Provided records:

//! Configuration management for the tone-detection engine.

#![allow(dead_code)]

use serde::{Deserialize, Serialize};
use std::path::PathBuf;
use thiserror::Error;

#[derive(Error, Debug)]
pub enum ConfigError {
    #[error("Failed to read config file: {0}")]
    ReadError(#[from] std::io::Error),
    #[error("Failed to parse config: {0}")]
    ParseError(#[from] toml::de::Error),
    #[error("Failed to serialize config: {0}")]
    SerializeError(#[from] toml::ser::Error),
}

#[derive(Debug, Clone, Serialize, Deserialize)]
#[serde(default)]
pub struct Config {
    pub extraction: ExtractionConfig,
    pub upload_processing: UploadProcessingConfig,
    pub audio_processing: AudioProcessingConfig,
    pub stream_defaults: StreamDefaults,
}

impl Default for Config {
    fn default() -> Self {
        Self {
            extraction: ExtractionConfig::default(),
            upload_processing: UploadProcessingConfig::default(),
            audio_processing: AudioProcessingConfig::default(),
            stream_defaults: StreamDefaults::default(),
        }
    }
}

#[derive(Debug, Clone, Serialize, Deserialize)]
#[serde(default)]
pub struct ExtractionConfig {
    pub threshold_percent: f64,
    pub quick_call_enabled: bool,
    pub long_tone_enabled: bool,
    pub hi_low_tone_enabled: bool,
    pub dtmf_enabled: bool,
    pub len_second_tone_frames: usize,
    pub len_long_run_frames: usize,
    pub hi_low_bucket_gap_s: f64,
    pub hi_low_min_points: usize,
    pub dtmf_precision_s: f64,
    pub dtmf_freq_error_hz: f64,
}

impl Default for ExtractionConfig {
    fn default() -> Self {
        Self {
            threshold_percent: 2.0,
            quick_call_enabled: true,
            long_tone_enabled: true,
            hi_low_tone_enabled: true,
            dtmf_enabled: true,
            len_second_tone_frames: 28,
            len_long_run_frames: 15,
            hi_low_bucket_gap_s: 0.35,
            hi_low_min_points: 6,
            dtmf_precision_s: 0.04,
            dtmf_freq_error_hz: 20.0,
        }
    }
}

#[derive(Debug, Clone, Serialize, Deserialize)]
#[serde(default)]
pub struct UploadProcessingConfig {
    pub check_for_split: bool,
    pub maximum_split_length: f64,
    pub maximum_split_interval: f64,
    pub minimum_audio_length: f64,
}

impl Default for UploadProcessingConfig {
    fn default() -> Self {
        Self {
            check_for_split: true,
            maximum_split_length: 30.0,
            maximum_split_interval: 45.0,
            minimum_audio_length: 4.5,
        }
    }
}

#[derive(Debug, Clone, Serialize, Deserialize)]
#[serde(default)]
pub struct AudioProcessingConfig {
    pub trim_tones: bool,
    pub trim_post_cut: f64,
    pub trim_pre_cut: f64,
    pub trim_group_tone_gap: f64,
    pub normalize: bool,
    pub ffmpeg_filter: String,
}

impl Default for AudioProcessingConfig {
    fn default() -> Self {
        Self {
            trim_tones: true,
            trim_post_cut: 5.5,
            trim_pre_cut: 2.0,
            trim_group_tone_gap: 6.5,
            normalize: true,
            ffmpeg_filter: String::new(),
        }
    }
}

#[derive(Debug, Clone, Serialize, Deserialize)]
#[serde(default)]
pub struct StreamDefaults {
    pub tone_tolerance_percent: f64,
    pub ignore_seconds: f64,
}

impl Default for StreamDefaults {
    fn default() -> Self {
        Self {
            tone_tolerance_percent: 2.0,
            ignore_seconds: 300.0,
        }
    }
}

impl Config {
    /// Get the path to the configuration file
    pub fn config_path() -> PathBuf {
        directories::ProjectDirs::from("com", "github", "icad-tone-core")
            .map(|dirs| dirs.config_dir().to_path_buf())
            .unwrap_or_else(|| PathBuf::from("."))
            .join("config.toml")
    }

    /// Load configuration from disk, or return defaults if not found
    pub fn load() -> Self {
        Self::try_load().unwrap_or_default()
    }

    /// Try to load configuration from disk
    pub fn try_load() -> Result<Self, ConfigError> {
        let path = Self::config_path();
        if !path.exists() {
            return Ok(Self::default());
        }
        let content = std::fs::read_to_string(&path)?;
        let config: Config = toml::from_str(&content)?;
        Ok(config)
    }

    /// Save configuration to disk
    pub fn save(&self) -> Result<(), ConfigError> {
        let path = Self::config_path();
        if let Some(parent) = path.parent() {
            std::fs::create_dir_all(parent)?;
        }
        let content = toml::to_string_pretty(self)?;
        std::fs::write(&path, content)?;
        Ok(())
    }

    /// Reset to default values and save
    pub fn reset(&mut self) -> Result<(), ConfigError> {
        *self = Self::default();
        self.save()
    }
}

Exercise requirements:
The full listing must come back exactly as given.

The answer:
//! Configuration management for the tone-detection engine.

#![allow(dead_code)]

use serde::{Deserialize, Serialize};
use std::path::PathBuf;
use thiserror::Error;

#[derive(Error, Debug)]
pub enum ConfigError {
    #[error("Failed to read config file: {0}")]
    ReadError(#[from] std::io::Error),
    #[error("Failed to parse config: {0}")]
    ParseError(#[from] toml::de::Error),
    #[error("Failed to serialize config: {0}")]
    SerializeError(#[from] toml::ser::Error),
}

#[derive(Debug, Clone, Serialize, Deserialize)]
#[serde(default)]
pub struct Config {
    pub extraction: ExtractionConfig,
    pub upload_processing: UploadProcessingConfig,
    pub audio_processing: AudioProcessingConfig,
    pub stream_defaults: StreamDefaults,
}

impl Default for Config {
    fn default() -> Self {
        Self {
            extraction: ExtractionConfig::default(),
            upload_processing: UploadProcessingConfig::default(),
            audio_processing: AudioProcessingConfig::default(),
            stream_defaults: StreamDefaults::default(),
        }
    }
}

#[derive(Debug, Clone, Serialize, Deserialize)]
#[serde(default)]
pub struct ExtractionConfig {
    pub threshold_percent: f64,
    pub quick_call_enabled: bool,
    pub long_tone_enabled: bool,
    pub hi_low_tone_enabled: bool,
    pub dtmf_enabled: bool,
    pub len_second_tone_frames: usize,
    pub len_long_run_frames: usize,
    pub hi_low_bucket_gap_s: f64,
    pub hi_low_min_points: usize,
    pub dtmf_precision_s: f64,
    pub dtmf_freq_error_hz: f64,
}

impl Default for ExtractionConfig {
    fn default() -> Self {
        Self {
            threshold_percent: 2.0,
            quick_call_enabled: true,
            long_tone_enabled: true,
            hi_low_tone_enabled: true,
            dtmf_enabled: true,
            len_second_tone_frames: 28,
            len_long_run_frames: 15,
            hi_low_bucket_gap_s: 0.35,
            hi_low_min_points: 6,
            dtmf_precision_s: 0.04,
            dtmf_freq_error_hz: 20.0,
        }
    }
}

#[derive(Debug, Clone, Serialize, Deserialize)]
#[serde(default)]
pub struct UploadProcessingConfig {
    pub check_for_split: bool,
    pub maximum_split_length: f64,
    pub maximum_split_interval: f64,
    pub minimum_audio_length: f64,
}

impl Default for UploadProcessingConfig {
    fn default() -> Self {
        Self {
            check_for_split: true,
            maximum_split_length: 30.0,
            maximum_split_interval: 45.0,
            minimum_audio_length: 4.5,
        }
    }
}

#[derive(Debug, Clone, Serialize, Deserialize)]
#[serde(default)]
pub struct AudioProcessingConfig {
    pub trim_tones: bool,
    pub trim_post_cut: f64,
    pub trim_pre_cut: f64,
    pub trim_group_tone_gap: f64,
    pub normalize: bool,
    pub ffmpeg_filter: String,
}

impl Default for AudioProcessingConfig {
    fn default() -> Self {
        Self {
            trim_tones: true,
            trim_post_cut: 5.5,
            trim_pre_cut: 2.0,
            trim_group_tone_gap: 6.5,
            normalize: true,
            ffmpeg_filter: String::new(),
        }
    }
}

#[derive(Debug, Clone, Serialize, Deserialize)]
#[serde(default)]
pub struct StreamDefaults {
    pub tone_tolerance_percent: f64,
    pub ignore_seconds: f64,
}

impl Default for StreamDefaults {
    fn default() -> Self {
        Self {
            tone_tolerance_percent: 2.0,
            ignore_seconds: 300.0,
        }
    }
}

impl Config {
    /// Get the path to the configuration file
    pub fn config_path() -> PathBuf {
        directories::ProjectDirs::from("com", "github", "icad-tone-core")
            .map(|dirs| dirs.config_dir().to_path_buf())
            .unwrap_or_else(|| PathBuf::from("."))
            .join("config.toml")
    }

    /// Load configuration from disk, or return defaults if not found
    pub fn load() -> Self {
        Self::try_load().unwrap_or_default()
    }

    /// Try to load configuration from disk
    pub fn try_load() -> Result<Self, ConfigError> {
        let path = Self::config_path();
        if !path.exists() {
            return Ok(Self::default());
        }
        let content = std::fs::read_to_string(&path)?;
        let config: Config = toml::from_str(&content)?;
        Ok(config)
    }

    /// Save configuration to disk
    pub fn save(&self) -> Result<(), ConfigError> {
        let path = Self::config_path();
        if let Some(parent) = path.parent() {
            std::fs::create_dir_all(parent)?;
        }
        let content = toml::to_string_pretty(self)?;
        std::fs::write(&path, content)?;
        Ok(())
    }

    /// Reset to default values and save
    pub fn reset(&mut self) -> Result<(), ConfigError> {
        *self = Self::default();
        self.save()
    }
}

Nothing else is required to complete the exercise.